What to Expect on the Long-term Follow-up of Pediatric Pyeloplasty: Critical Time Intervals and Risk Factors


Oktar T., SELVİ İ., DÖNMEZ M. İ., Alan Y., Degirmenci E., ZİYLAN H. O.

JOURNAL OF PEDIATRIC SURGERY, cilt.59, sa.6, ss.1170-1176, 2024 (SCI-Expanded) identifier identifier identifier

  • Yayın Türü: Makale / Tam Makale
  • Cilt numarası: 59 Sayı: 6
  • Basım Tarihi: 2024
  • Doi Numarası: 10.1016/j.jpedsurg.2023.11.021
  • Dergi Adı: JOURNAL OF PEDIATRIC SURGERY
  • Derginin Tarandığı İndeksler: Science Citation Index Expanded (SCI-EXPANDED), Scopus, CAB Abstracts, Veterinary Science Database
  • Sayfa Sayıları: ss.1170-1176
  • Anahtar Kelimeler: Hydronephrosis, Long-term, Pediatric, Pyeloplasty, Resolution, Ureteropelvic junction obstruction
  • İstanbul Üniversitesi Adresli: Evet

Özet

Background: Standard protocol for post-pyeloplasty monitoring in children and natural course of hydronephrosis resolution have not been well defined. We aimed to analyze critical time intervals and risk factors in the long-term clinical outcomes of children who were operated for ureteropelvic junction obstruction.
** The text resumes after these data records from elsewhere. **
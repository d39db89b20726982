// building.rs
use crate::registry::models::{BuildingResponse, RegistryBuildingRecord};
use crate::registry::RegistryError;
use reqwest::blocking::Client;
use std::time::Duration;

const BUILDING_API_URL: &str =
    "http://apis.data.go.kr/1613000/BldRgstHubService/getBrTitleInfo";

const FETCH_TIMEOUT: Duration = Duration::from_secs(30);

/// Client for the MOLIT building-ledger title-section API (건축물대장 표제부).
pub struct BuildingRegistryClient {
    client: Client,
    service_key: String,
}

impl BuildingRegistryClient {
    pub fn new(service_key: impl Into<String>) -> Result<Self, RegistryError> {
        let client = Client::builder()
            .timeout(FETCH_TIMEOUT)
            .build()
            .map_err(|e| RegistryError::Network(e.to_string()))?;

        Ok(Self {
            client,
            service_key: service_key.into(),
        })
    }

    /// Fetch one page of building-ledger entries for a district. Same
    /// fail-soft contract as the hospital client: errors log and return an
    /// empty page.
    pub fn fetch_buildings(
        &self,
        sigungu_cd: &str,
        bjdong_cd: &str,
        page: usize,
        page_size: usize,
    ) -> Vec<RegistryBuildingRecord> {
        match self.try_fetch_buildings(sigungu_cd, bjdong_cd, page, page_size) {
            Ok(records) => records,
            Err(e) => {
                eprintln!("⚠️ Building fetch failed (sigungu={sigungu_cd} page={page}): {e}");
                Vec::new()
            }
        }
    }

    fn try_fetch_buildings(
        &self,
        sigungu_cd: &str,
        bjdong_cd: &str,
        page: usize,
        page_size: usize,
    ) -> Result<Vec<RegistryBuildingRecord>, RegistryError> {
        let page = page.to_string();
        let page_size = page_size.to_string();
        let params = [
            ("serviceKey", self.service_key.as_str()),
            ("sigunguCd", sigungu_cd),
            ("bjdongCd", bjdong_cd),
            ("pageNo", page.as_str()),
            ("numOfRows", page_size.as_str()),
        ];

        let resp = self
            .client
            .get(BUILDING_API_URL)
            .query(&params)
            .send()
            .map_err(|e| RegistryError::Network(e.to_string()))?;

        let status = resp.status();
        let text = resp
            .text()
            .map_err(|e| RegistryError::Network(e.to_string()))?;

        if !status.is_success() {
            return Err(RegistryError::Http(format!("HTTP {status}: {text}")));
        }

        let parsed: BuildingResponse =
            quick_xml::de::from_str(&text).map_err(|e| RegistryError::XmlParse(e.to_string()))?;

        if let Some(header) = &parsed.header {
            let code = header.result_code.as_deref().unwrap_or("");
            if !code.is_empty() && code != "00" {
                return Err(RegistryError::Api(format!(
                    "resultCode={code} msg={}",
                    header.result_msg.as_deref().unwrap_or("")
                )));
            }
        }

        let items = parsed
            .body
            .and_then(|b| b.items)
            .map(|i| i.item)
            .unwrap_or_default();

        Ok(items.iter().map(RegistryBuildingRecord::from_wire).collect())
    }
}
Methods: Files of patients who underwent open dismembered pyeloplasty between January 2000 and December 2012 and had a >= 10 years follow-up were retrospectively reviewed. Changes in SFU hydronephrosis grade, pelvis anteroposterior diameter (APD), renal parenchymal thickness, split renal functions (SRF) on MAG-3 scan as well as development of hypertension and proteinuria were noted. Complete resolution was defined as SFU grade 0-1 or APD <= 10 mm or >= 50 % APD decrease. Results: Overall, 223 patients (161 boys, 72.1 %) with a median age of 9 (range 1-185) months underwent unilateral pyeloplasty, whereas 14 patients (13 boys, 92.8 %) with a median age of 4 (range 2-39) months underwent bilateral pyeloplasty. Median follow-up was 13 (range 10-22) years. Complete resolution was observed in 190 patients (85.2 %). None of the cases required re-do pyeloplasty. Regarding unilateral cases, postoperative changes in hydronephrosis reached a plateau at the 60th month. Also, there was no significant difference regarding SRF between the 12th month and the 60th month (p > 0.05). Hypertension developed after a median period of 12 years in 13 (5.4 %) of the patients, while proteinuria developed in four (1.6 %) patients. Bilateral disease (HR: 2.518, p = 0.034) was found to be a significant determinant for development of hypertension and/or proteinuria. Conclusions: Our results indicated that ultrasonographic findings stabilized after the 60th month postoperatively, and SRF remained stable between the postoperative 12th and the 60th months. The risk of developing hypertension and/or proteinuria was 2.5 times greater in bilateral cases. Level of Evidence: Level II.